Fig. 4: γδ T cells respond to C. neoformans (Cn) Δsgl1 via the production of IFNγ and IL-17A.

a–d. Splenocytes from uninfected TCRβ^−/− mice were processed and cultured ex vivo with plate-bound anti-TCRγδ. These cultured cells were stimulated with PBS, live C. neoformans WT, C. neoformans Δsgl1, or C. neoformans Δcap59Δsgl1 (a, b) or PBS, heat-killed (HK) C. neoformans WT, HK C. neoformans Δsgl1, or HK C. neoformans Δcap59Δsgl1 (c, d). On days 1, 3, and 5 post stimulation, supernatants were collected and assessed for production of IFNγ (a, c) or IL-17A (b, d) via ELISA. e, f. γδ T cells were purified from the spleens of uninfected C57BL/6 mice via MACS separation kit and cultured ex vivo with (+) or without (−) plate-bound anti-TCRγδ, stimulated with PBS, live C. neoformans WT, C. neoformans Δsgl1, or C. neoformans Δcap59Δsgl1, and assessed for IFNγ (e) and IL-17A (f) production on days 1, 3, and 5 post stimulation.

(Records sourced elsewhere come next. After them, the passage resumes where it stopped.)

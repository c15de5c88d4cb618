use sqlx::{postgres::PgPoolOptions, PgPool};
use std::sync::OnceLock;
use std::time::Duration;
use thiserror::Error;
use tokio::sync::OnceCell;
use tracing::info;

use crate::config;

/// Errors from DatabaseManager
#[derive(Debug, Error)]
pub enum DatabaseError {
    #[error("Missing configuration: {0}")]
    ConfigMissing(&'static str),

    #[error("Not found: {0}")]
    NotFound(String),

    #[error("Migration error: {0}")]
    MigrationError(String),

    #[error(transparent)]
    Sqlx(#[from] sqlx::Error),
}

/// Centralized connection pool for the application database.
///
/// Tenancy is row-scoped (organization_id columns), so a single pool
/// serves every organization.
pub struct DatabaseManager {
    pool: OnceCell<PgPool>,
}

impl DatabaseManager {
    fn instance() -> &'static DatabaseManager {
        static INSTANCE: OnceLock<DatabaseManager> = OnceLock::new();
        INSTANCE.get_or_init(|| DatabaseManager { pool: OnceCell::new() })
    }

    /// Get the shared application pool, connecting lazily on first use
    pub async fn pool() -> Result<PgPool, DatabaseError> {
        let manager = Self::instance();
        let pool = manager
            .pool
            .get_or_try_init(|| async {
                let url = std::env::var("DATABASE_URL")
                    .map_err(|_| DatabaseError::ConfigMissing("DATABASE_URL"))?;

                let db_config = &config::config().database;
                let pool = PgPoolOptions::new()
                    .max_connections(db_config.max_connections)
                    .acquire_timeout(Duration::from_secs(db_config.connection_timeout))
                    .connect(&url)
                    .await?;

                info!("Connected database pool ({} max connections)", db_config.max_connections);
                Ok::<_, DatabaseError>(pool)
            })
            .await?;
        Ok(pool.clone())
    }

    /// Pings the pool to ensure connectivity
    pub async fn health_check() -> Result<(), DatabaseError> {
        let pool = Self::pool().await?;
        sqlx::query("SELECT 1").execute(&pool).await?;
        Ok(())
    }

    /// Apply pending migrations from the embedded migrations directory
    pub async fn migrate() -> Result<(), DatabaseError> {
        let pool = Self::pool().await?;
        sqlx::migrate!("./migrations")
            .run(&pool)
            .await
            .map_err(|e| DatabaseError::MigrationError(e.to_string()))?;
        info!("Database migrations applied");
        Ok(())
    }

    /// Close the pool (e.g., on shutdown)
    pub async fn close() {
        if let Some(pool) = Self::instance().pool.get() {
            pool.close().await;
            info!("Closed database pool");
        }
    }
}
// handlers/public/auth/refresh.rs - POST /auth/refresh

use axum::Json;
use serde::Deserialize;
use serde_json::{json, Value};

use crate::auth::{generate_token_pair, verify_jwt, AuthError};
use crate::database::manager::DatabaseManager;
use crate::database::models::User;
use crate::error::ApiError;
use crate::middleware::response::{ApiResponse, ApiResult};

#[derive(Debug, Deserialize)]
pub struct RefreshRequest {
    #[serde(rename = "refreshToken")]
    pub refresh_token: String,
}

/// Exchange a valid refresh token for a fresh access/refresh pair. The
/// user must still exist and be active; role changes since issuance are
/// picked up here.
pub async fn refresh(Json(payload): Json<RefreshRequest>) -> ApiResult<Value> {
    let claims = verify_jwt(&payload.refresh_token).map_err(|e| match e {
        AuthError::TokenExpired => ApiError::unauthorized("Token expired"),
        AuthError::MissingSecret => ApiError::service_unavailable("Authentication not configured"),
        _ => ApiError::unauthorized("Invalid token"),
    })?;

    if claims.token_type != "refresh" {
        return Err(ApiError::unauthorized("Invalid token"));
    }

    let pool = DatabaseManager::pool().await?;
    let user = sqlx::query_as::<_, User>(
        "SELECT * FROM users WHERE id = $1 AND is_active = TRUE",
    )
    .bind(claims.user_id)
    .fetch_optional(&pool)
    .await?
    .ok_or_else(|| ApiError::unauthorized("Invalid token"))?;

    let tokens = generate_token_pair(user.id, &user.email, user.role, user.organization_id)
        .map_err(|_| ApiError::internal_server_error("Error al generar el token"))?;

    Ok(ApiResponse::success(json!({ "tokens": tokens })))
}
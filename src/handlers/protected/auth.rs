// handlers/protected/auth.rs - GET /api/auth/me, POST /api/auth/logout

use axum::Extension;
use serde_json::{json, Value};

use crate::database::manager::DatabaseManager;
use crate::database::models::{Organization, User};
use crate::error::ApiError;
use crate::middleware::auth::AuthUser;
use crate::middleware::response::{ApiResponse, ApiResult};

/// Current user plus their organization, fetched fresh from storage so
/// profile edits show up without re-login.
pub async fn me(Extension(user): Extension<AuthUser>) -> ApiResult<Value> {
    let pool = DatabaseManager::pool().await?;

    let record = sqlx::query_as::<_, User>("SELECT * FROM users WHERE id = $1")
        .bind(user.user_id)
        .fetch_optional(&pool)
        .await?
        .ok_or_else(|| ApiError::unauthorized("Invalid token"))?;

    let organization = sqlx::query_as::<_, Organization>(
        "SELECT * FROM organizations WHERE id = $1",
    )
    .bind(record.organization_id)
    .fetch_one(&pool)
    .await?;

    Ok(ApiResponse::success(json!({
        "user": record,
        "organization": organization,
    })))
}

/// Stateless logout. Tokens are not stored server side, so this only
/// confirms the client should discard its pair.
pub async fn logout(Extension(_user): Extension<AuthUser>) -> ApiResult<Value> {
    Ok(ApiResponse::success(json!({})).with_message("Sesión cerrada"))
}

Graphed data represents the mean ± SD and are representative of 2 independent experiments (n = 3 mice/group/timepoint for each biological replicate) (a–d) or a single replicate of n = 3 mice/group/timepoint (e, f). Significance was determined by a two-way ANOVA using Šídák’s multiple comparisons test for P value adjustment, and significance is denoted as *P < 0.05; **P < 0.01; ***P < 0.005; ****P < 0.001.